The first was that a bomb threat he sent in a text to an off-duty nurse in order to lure people to the car park where he was waiting was not seen for almost an hour, and the full-scale evacuation he had hoped for did not happen.

The prosecutor said Farooq left - but returned shortly afterwards with a new plan to wait in a hospital cafe for a staff shift change and detonate his device.

But Sandiford told the court that “luck intervened again” after a hero patient, Nathan Newby, was standing outside the hospital having a cigarette and “noticed the defendant”.

He said: “Newby realised something was amiss and began to talk to him instead of walking away.

“That simple act of kindness almost certainly saved many lives that night because, as the defendant was later to tell the police officers who arrested him, Newby succeeded in ‘talking him down’.”

Sandiford said Farooq told Newby about his grievances towards his colleagues and his plan to take the bomb into the hospital and “kill as many nurses as possible”.

Newby stayed with the defendant and eventually persuaded him to move away from the building, and hand over his phone to call the police.

Officers who arrested Farooq found the “viable” pressure cooker bomb had just under 10kgs of low explosive. He also had, with him or in his car, two knives, black tape and a blank-firing imitation firearm.

An investigation found he had become self-radicalised through accessing extremist material online, and had obtained bomb-making instructions in a magazine published by Al-Qaeda to encourage lone wolf terrorist attacks against the West.

Movements of Farooq’s mobile phone and car showed he made at least two visits to the area of Menwith Hill in the 10 days leading up to his arrest, jurors were told.

Mr Sandiford said the base had been designated as a target by Isis because it was thought to have been used to co-ordinate drone strikes against terrorists.

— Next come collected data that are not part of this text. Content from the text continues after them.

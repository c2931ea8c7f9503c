//! Module resolution settings: extensions, search directories, path aliases.

use std::path::{Path, PathBuf};

use indexmap::IndexMap;
use serde::{Deserialize, Serialize};

/// Resolution settings handed to the engine's resolver.
#[derive(Debug, Clone, PartialEq, Eq, Serialize, Deserialize)]
pub struct ResolveSpec {
    /// Recognized extensions, in probe order.
    pub extensions: Vec<String>,

    /// Module search directories.
    pub modules: Vec<PathBuf>,

    /// Symbolic alias → directory. Insertion order preserved, keys unique.
    pub aliases: IndexMap<String, PathBuf>,
}

impl ResolveSpec {
    /// Resolution settings for a project root: `.js`/`.jsx`/`.json`
    /// extensions, `node_modules` search path, and the default alias set.
    pub fn for_root(root: &Path) -> Self {
        Self {
            extensions: vec![".js".to_string(), ".jsx".to_string(), ".json".to_string()],
            modules: vec![root.join("node_modules")],
            aliases: default_aliases(root),
        }
    }

    /// Add or replace a single alias.
    ///
    /// # Example
    /// ```
    /// use rigup_config::ResolveSpec;
    /// use std::path::Path;
    ///
    /// let resolve = ResolveSpec::for_root(Path::new("/proj"))
    ///     .with_alias("@api", "/proj/src/api");
    /// assert_eq!(resolve.aliases["@api"], Path::new("/proj/src/api"));
    /// ```
    pub fn with_alias(mut self, alias: impl Into<String>, path: impl Into<PathBuf>) -> Self {
        self.aliases.insert(alias.into(), path.into());
        self
    }
}

/// The fixed alias set, rooted at the project root.
///
/// No existence checks happen here; a missing target directory surfaces as an
/// engine-level resolution error later.
pub fn default_aliases(root: &Path) -> IndexMap<String, PathBuf> {
    let mut aliases = IndexMap::new();
    aliases.insert("@src".to_string(), root.join("src"));
    aliases.insert("@actions".to_string(), root.join("src/redux/actions"));
    aliases.insert("@reducers".to_string(), root.join("src/app/redux/reducers"));
    aliases.insert("@components".to_string(), root.join("src/components"));
    aliases.insert("@pages".to_string(), root.join("src/pages"));
    aliases.insert("@styles".to_string(), root.join("src/styles"));
    aliases.insert("@services".to_string(), root.join("src/services"));
    aliases.insert("@hoc".to_string(), root.join("src/components/hoc"));
    aliases
}
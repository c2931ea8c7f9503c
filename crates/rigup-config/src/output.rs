//! Output naming and source-map selection.
//!
//! Filename patterns are pass-through strings in the engine's placeholder
//! syntax (`[name]`, `[hash]`, `[contenthash]`, `[ext]`). Development builds
//! use build-hash patterns for speed; production builds use content hashes
//! for long-term caching.

use std::path::{Path, PathBuf};

use serde::{Deserialize, Serialize};

use crate::mode::BuildMode;

/// Where and under which names the engine emits bundles and chunks.
#[derive(Debug, Clone, PartialEq, Eq, Serialize, Deserialize)]
pub struct OutputSpec {
    /// Output directory (absolute once the project root is absolute).
    pub dir: PathBuf,

    /// Entry bundle filename pattern.
    pub filename: String,

    /// Split-chunk filename pattern.
    pub chunk_filename: String,
}

impl OutputSpec {
    pub fn for_mode(mode: BuildMode, root: &Path) -> Self {
        let dir = root.join("dist");
        match mode {
            BuildMode::Development => Self {
                dir,
                filename: "js/[name].[hash].js".to_string(),
                chunk_filename: "chunks/[name].[hash:4].js".to_string(),
            },
            BuildMode::Production => Self {
                dir,
                filename: "js/[name].[contenthash].js".to_string(),
                chunk_filename: "chunks/[name].[contenthash].js".to_string(),
            },
        }
    }
}

/// Emitted name pattern for static assets under `static/<folder>/`.
///
/// Production names carry a short hash for cache busting; development names
/// stay stable for readable URLs.
pub fn static_asset_name(mode: BuildMode, folder: &str) -> String {
    match mode {
        BuildMode::Production => format!("static/{folder}/[name].[hash:8].[ext]"),
        BuildMode::Development => format!("static/{folder}/[name].[ext]"),
    }
}

/// Source-map flavor forwarded to the engine.
#[derive(Debug, Clone, Copy, PartialEq, Eq, Serialize, Deserialize)]
pub enum SourceMapStyle {
    /// Full source maps for debugging.
    #[serde(rename = "source-map")]
    Full,
    /// Cheaper per-module maps for production builds.
    #[serde(rename = "cheap-module-source-map")]
    CheapModule,
}

impl SourceMapStyle {
    pub fn for_mode(mode: BuildMode) -> Self {
        match mode {
            BuildMode::Development => SourceMapStyle::Full,
            BuildMode::Production => SourceMapStyle::CheapModule,
        }
    }
}
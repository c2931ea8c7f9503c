//! Project-level settings overlay.
//!
//! Layered the usual way: built-in defaults, then `rigup.toml` at the
//! project root, then `RIGUP_*` environment variables. Settings adjust knobs
//! on the descriptor (port, output directory, template path, analyzer
//! report); they never change which mode-gated plugin set is active.

use std::path::{Path, PathBuf};

use figment::providers::{Env, Format, Serialized, Toml};
use figment::Figment;
use serde::{Deserialize, Serialize};

use crate::error::{ConfigError, Result};

/// Settings file searched for at the project root.
pub const SETTINGS_FILE: &str = "rigup.toml";

/// Environment variable prefix for overrides (e.g. `RIGUP_PORT=3000`).
pub const ENV_PREFIX: &str = "RIGUP_";

#[derive(Debug, Clone, PartialEq, Serialize, Deserialize)]
pub struct ProjectSettings {
    /// Dev-server port override.
    #[serde(default)]
    pub port: Option<u16>,

    /// Override opening a browser tab on dev-server start.
    #[serde(default)]
    pub open: Option<bool>,

    /// Output directory override, relative to the project root.
    #[serde(default)]
    pub output_dir: Option<PathBuf>,

    /// HTML template override, relative to the project root.
    #[serde(default)]
    pub template: Option<PathBuf>,

    /// Emit the production bundle-composition report.
    #[serde(default = "default_analyzer")]
    pub analyzer: bool,
}

impl Default for ProjectSettings {
    fn default() -> Self {
        Self {
            port: None,
            open: None,
            output_dir: None,
            template: None,
            analyzer: true,
        }
    }
}

fn default_analyzer() -> bool {
    true
}

impl ProjectSettings {
    /// Load the settings overlay for a project root.
    ///
    /// A missing `rigup.toml` is fine (defaults apply); a malformed one is
    /// an error. Unknown keys are ignored, matching the env prefix picking
    /// up unrelated `RIGUP_*` variables.
    pub fn load(root: &Path) -> Result<Self> {
        Figment::from(Serialized::defaults(ProjectSettings::default()))
            .merge(Toml::file(root.join(SETTINGS_FILE)))
            .merge(Env::prefixed(ENV_PREFIX))
            .extract()
            .map_err(|e| ConfigError::InvalidValue(e.to_string()))
    }
}
//! Logging infrastructure for the rigup CLI.
//!
//! Structured logging via the `tracing` ecosystem. Verbosity resolves in
//! this order: `--verbose` (debug for rigup crates), `--quiet` (errors
//! only), the `RUST_LOG` environment variable, then info.

use tracing_subscriber::{fmt, layer::SubscriberExt, util::SubscriberInitExt, EnvFilter};

/// Initialize the tracing subscriber. Call once at startup, before any
/// logging occurs.
pub fn init_logger(verbose: bool, quiet: bool, no_color: bool) {
    let filter = if verbose {
        EnvFilter::new("rigup=debug,rigup_config=debug,rigup_cli=debug")
    } else if quiet {
        EnvFilter::new("rigup=error")
    } else {
        EnvFilter::try_from_default_env()
            .unwrap_or_else(|_| EnvFilter::new("rigup=info,rigup_config=info,rigup_cli=info"))
    };

    let fmt_layer = fmt::layer()
        .with_target(false)
        .with_level(true)
        .with_ansi(!no_color)
        .compact();

    tracing_subscriber::registry()
        .with(filter)
        .with(fmt_layer)
        .init();
}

Farooq admitted firearms offences, possessing an explosive substance with intent and having a document likely to be useful to a person preparing or committing an act of terrorism.

Bethan David, head of the CPS Counter Terrorism Division, said: “Farooq is an extremely dangerous individual who amassed a significant amount of practical and theoretical information that enabled him to produce a viable explosive device.

“He then took that homemade explosive device to a hospital where he worked with the intention to cause serious harm. Examination of his electronic devices revealed a hatred towards his colleagues at work and those he considered non-believers.

“It is clear from his internet searches that he was also conducting extensive research of RAF Menwith Hill, with a view to launching a potential attack.

“The extremist views Farooq holds are a threat to our society, and I am pleased the jury found him guilty of his crimes.”